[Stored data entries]
_____
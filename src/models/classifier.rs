// Linear classifier model server
//
// Artifact format: {"weights": [[f64; n_features]; n_classes], "bias": [f64; n_classes]}.
// Predictions are argmax(X · Wᵀ + b) per input row.

use async_trait::async_trait;
use ndarray::{Array1, Array2};
use serde::{Deserialize, Serialize};
use serde_json::Value;

use super::artifact::{read_json, ArtifactLoader, ArtifactMetadata};
use super::kpi::Kpi;
use super::server::ModelServer;
use crate::config::PreprocessMode;
use crate::errors::{ServingError, ServingResult};
use crate::metrics::MetricEmitter;
use crate::router::Body;

/// Serialized form of a linear classifier
#[derive(Debug, Clone, PartialEq, Serialize, Deserialize)]
pub struct LinearModel {
    pub weights: Vec<Vec<f64>>,
    pub bias: Vec<f64>,
}

/// Weights ready for inference
#[derive(Debug, Clone)]
struct LoadedModel {
    weights: Array2<f64>,
    bias: Array1<f64>,
}

impl TryFrom<LinearModel> for LoadedModel {
    type Error = String;

    fn try_from(model: LinearModel) -> Result<Self, Self::Error> {
        let n_classes = model.weights.len();
        if n_classes == 0 {
            return Err("model has no classes".to_string());
        }
        if model.bias.len() != n_classes {
            return Err(format!(
                "bias has {} entries for {} classes",
                model.bias.len(),
                n_classes
            ));
        }
        let n_features = model.weights[0].len();
        if model.weights.iter().any(|row| row.len() != n_features) {
            return Err("weight rows have different lengths".to_string());
        }

        let flat: Vec<f64> = model.weights.into_iter().flatten().collect();
        let weights = Array2::from_shape_vec((n_classes, n_features), flat)
            .map_err(|e| e.to_string())?;
        Ok(Self {
            weights,
            bias: Array1::from(model.bias),
        })
    }
}

impl LoadedModel {
    fn n_features(&self) -> usize {
        self.weights.ncols()
    }

    fn predict(&self, features: &Array2<f64>) -> Vec<usize> {
        let scores = features.dot(&self.weights.t()) + &self.bias;
        scores
            .rows()
            .into_iter()
            .map(|row| {
                row.iter()
                    .enumerate()
                    .fold((0, f64::NEG_INFINITY), |best, (idx, &score)| {
                        if score > best.1 {
                            (idx, score)
                        } else {
                            best
                        }
                    })
                    .0
            })
            .collect()
    }
}

/// Classifier served from a JSON linear-model artifact
pub struct ClassifierModel {
    name: String,
    artifact: String,
    suffix: String,
    preprocess: PreprocessMode,
    model: Option<LoadedModel>,
    metadata: Option<ArtifactMetadata>,
    kpi: Option<Kpi>,
    metrics: MetricEmitter,
}

impl ClassifierModel {
    pub fn new(name: impl Into<String>, artifact: impl Into<String>) -> Self {
        Self {
            name: name.into(),
            artifact: artifact.into(),
            suffix: ".json".to_string(),
            preprocess: PreprocessMode::default(),
            model: None,
            metadata: None,
            kpi: None,
            metrics: MetricEmitter::disabled(),
        }
    }

    pub fn with_suffix(mut self, suffix: impl Into<String>) -> Self {
        self.suffix = suffix.into();
        self
    }

    pub fn with_preprocess(mut self, mode: PreprocessMode) -> Self {
        self.preprocess = mode;
        self
    }

    /// Record `kpi` through `metrics` after every prediction
    pub fn with_kpi(mut self, kpi: Kpi, metrics: &MetricEmitter) -> Self {
        self.kpi = Some(kpi);
        self.metrics = metrics.for_model(&self.name);
        self
    }

    /// Metadata sidecar found at load time, if any
    pub fn metadata(&self) -> Option<&ArtifactMetadata> {
        self.metadata.as_ref()
    }

    fn loaded(&self) -> ServingResult<&LoadedModel> {
        self.model.as_ref().ok_or_else(|| {
            ServingError::PredictionError(format!("model '{}' is not loaded", self.name))
        })
    }
}

/// Convert `inputs` into a 2-D feature matrix
fn feature_matrix(inputs: &Value, n_features: usize) -> ServingResult<Array2<f64>> {
    let rows = inputs
        .as_array()
        .ok_or_else(|| ServingError::PredictionError("'inputs' must be a list of rows".into()))?;

    let mut flat = Vec::with_capacity(rows.len() * n_features);
    for (idx, row) in rows.iter().enumerate() {
        let row = row.as_array().ok_or_else(|| {
            ServingError::PredictionError(format!("input row {} is not a list", idx))
        })?;
        if row.len() != n_features {
            return Err(ServingError::PredictionError(format!(
                "input row {} has {} features, model expects {}",
                idx,
                row.len(),
                n_features
            )));
        }
        for value in row {
            flat.push(value.as_f64().ok_or_else(|| {
                ServingError::PredictionError(format!("input row {} has a non-numeric value", idx))
            })?);
        }
    }

    Array2::from_shape_vec((rows.len(), n_features), flat)
        .map_err(|e| ServingError::PredictionError(e.to_string()))
}

#[async_trait]
impl ModelServer for ClassifierModel {
    fn name(&self) -> &str {
        &self.name
    }

    fn load(&mut self, loader: &dyn ArtifactLoader) -> ServingResult<()> {
        let (model_file, metadata) = loader.get_model(&self.artifact, &self.suffix)?;
        let linear: LinearModel = read_json(&model_file)?;
        let loaded = LoadedModel::try_from(linear).map_err(|reason| {
            ServingError::DeserializationError {
                path: model_file.clone(),
                source: serde::de::Error::custom(reason),
            }
        })?;

        tracing::info!(
            model = %self.name,
            file = %model_file.display(),
            classes = loaded.weights.nrows(),
            features = loaded.n_features(),
            "Loaded model"
        );
        self.model = Some(loaded);
        self.metadata = metadata;
        Ok(())
    }

    fn is_ready(&self) -> bool {
        self.model.is_some()
    }

    fn preprocess(&self, mut body: Body) -> ServingResult<Body> {
        if self.preprocess == PreprocessMode::Flatten {
            let row: Vec<Value> = body
                .iter()
                .filter(|(key, _)| key.as_str() != "inputs")
                .map(|(_, value)| value.clone())
                .collect();
            body.insert("inputs".to_string(), Value::Array(vec![Value::Array(row)]));
        }
        Ok(body)
    }

    async fn predict(&self, body: &Body) -> ServingResult<Vec<Value>> {
        let model = self.loaded()?;
        let inputs = body
            .get("inputs")
            .ok_or_else(|| ServingError::PredictionError("missing 'inputs'".into()))?;
        let features = feature_matrix(inputs, model.n_features())?;

        let outputs: Vec<Value> = model
            .predict(&features)
            .into_iter()
            .map(|class| Value::from(class as u64))
            .collect();

        if let Some(kpi) = &self.kpi {
            if let Some(value) = (kpi.compute)(body, &outputs) {
                self.metrics.emit(&kpi.name, value);
            }
        }

        Ok(outputs)
    }
}

#[cfg(test)]
mod tests {
    use super::*;
    use crate::config::KpiSource;
    use crate::metrics::{spawn_telemetry, ServingMetrics};
    use crate::models::artifact::{save_artifact, FsArtifactLoader};
    use serde_json::json;
    use std::sync::Arc;
    use tempfile::TempDir;

    /// Three classes over two features; each class wins on its own axis
    fn fixture() -> LinearModel {
        LinearModel {
            weights: vec![vec![1.0, 0.0], vec![0.0, 1.0], vec![-1.0, -1.0]],
            bias: vec![0.0, 0.0, 0.5],
        }
    }

    fn loaded_classifier(dir: &TempDir, mode: PreprocessMode) -> ClassifierModel {
        save_artifact(&dir.path().join("iris.json"), &fixture(), None).unwrap();
        let mut model = ClassifierModel::new("iris", "iris.json").with_preprocess(mode);
        model.load(&FsArtifactLoader::new(dir.path())).unwrap();
        model
    }

    #[tokio::test]
    async fn test_argmax_per_row() {
        let dir = TempDir::new().unwrap();
        let model = loaded_classifier(&dir, PreprocessMode::Passthrough);
        let body = json!({"inputs": [[3.0, 1.0], [0.5, 2.0], [0.0, 0.0]]});
        let outputs = model.predict(body.as_object().unwrap()).await.unwrap();
        assert_eq!(outputs, vec![json!(0), json!(1), json!(2)]);
    }

    #[tokio::test]
    async fn test_flatten_builds_single_row() {
        let dir = TempDir::new().unwrap();
        let model = loaded_classifier(&dir, PreprocessMode::Flatten);
        let body = json!({"sepal_length": 0.1, "sepal_width": 4.0});
        let result = model
            .infer("req-1", body.as_object().unwrap().clone())
            .await
            .unwrap();
        assert_eq!(result.output, json!([1]));
    }

    #[tokio::test]
    async fn test_wrong_feature_count_is_prediction_error() {
        let dir = TempDir::new().unwrap();
        let model = loaded_classifier(&dir, PreprocessMode::Passthrough);
        let body = json!({"inputs": [[1.0, 2.0, 3.0]]});
        let err = model.predict(body.as_object().unwrap()).await.unwrap_err();
        assert!(matches!(err, ServingError::PredictionError(_)));
    }

    #[tokio::test]
    async fn test_unloaded_model_is_not_ready() {
        let model = ClassifierModel::new("iris", "iris.json");
        assert!(!model.is_ready());
        let body = json!({"inputs": [[1.0, 2.0]]});
        assert!(model.predict(body.as_object().unwrap()).await.is_err());
    }

    #[tokio::test]
    async fn test_each_prediction_emits_kpi() {
        let dir = TempDir::new().unwrap();
        save_artifact(&dir.path().join("iris.json"), &fixture(), None).unwrap();
        let sink = dir.path().join("telemetry");

        let metrics = Arc::new(ServingMetrics::new().unwrap());
        let (emitter, worker) = spawn_telemetry(Arc::clone(&metrics), Some(sink.clone()));
        let mut model = ClassifierModel::new("iris", "iris.json").with_kpi(
            Kpi::from_source("mean_class", &KpiSource::OutputMean),
            &emitter,
        );
        model.load(&FsArtifactLoader::new(dir.path())).unwrap();

        let first = json!({"inputs": [[3.0, 1.0]]});
        model
            .infer("req-1", first.as_object().unwrap().clone())
            .await
            .unwrap();
        let second = json!({"inputs": [[3.0, 1.0], [0.5, 2.0], [0.0, 0.0]]});
        let result = model
            .infer("req-2", second.as_object().unwrap().clone())
            .await
            .unwrap();
        assert_eq!(result.output, json!([0, 1, 2]));

        drop(model);
        drop(emitter);
        worker.await.unwrap();

        assert_eq!(metrics.custom_value(Some("iris"), "mean_class"), 1.0);
        let samples = std::fs::read_to_string(sink.join("metrics.jsonl")).unwrap();
        assert_eq!(samples.lines().count(), 2);
    }

    #[test]
    fn test_ragged_weights_rejected() {
        let model = LinearModel {
            weights: vec![vec![1.0, 0.0], vec![1.0]],
            bias: vec![0.0, 0.0],
        };
        assert!(LoadedModel::try_from(model).is_err());
    }

    #[test]
    fn test_non_json_artifact_is_deserialization_error() {
        let dir = TempDir::new().unwrap();
        std::fs::write(dir.path().join("iris.json"), "not a model").unwrap();
        let mut model = ClassifierModel::new("iris", "iris.json");
        let err = model.load(&FsArtifactLoader::new(dir.path())).unwrap_err();
        assert!(matches!(err, ServingError::DeserializationError { .. }));
    }
}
_____
Which lines above include the word "super"? Pick them out and copy them.

use super::artifact::{read_json, ArtifactLoader, ArtifactMetadata};
use super::kpi::Kpi;
use super::server::ModelServer;
    use super::*;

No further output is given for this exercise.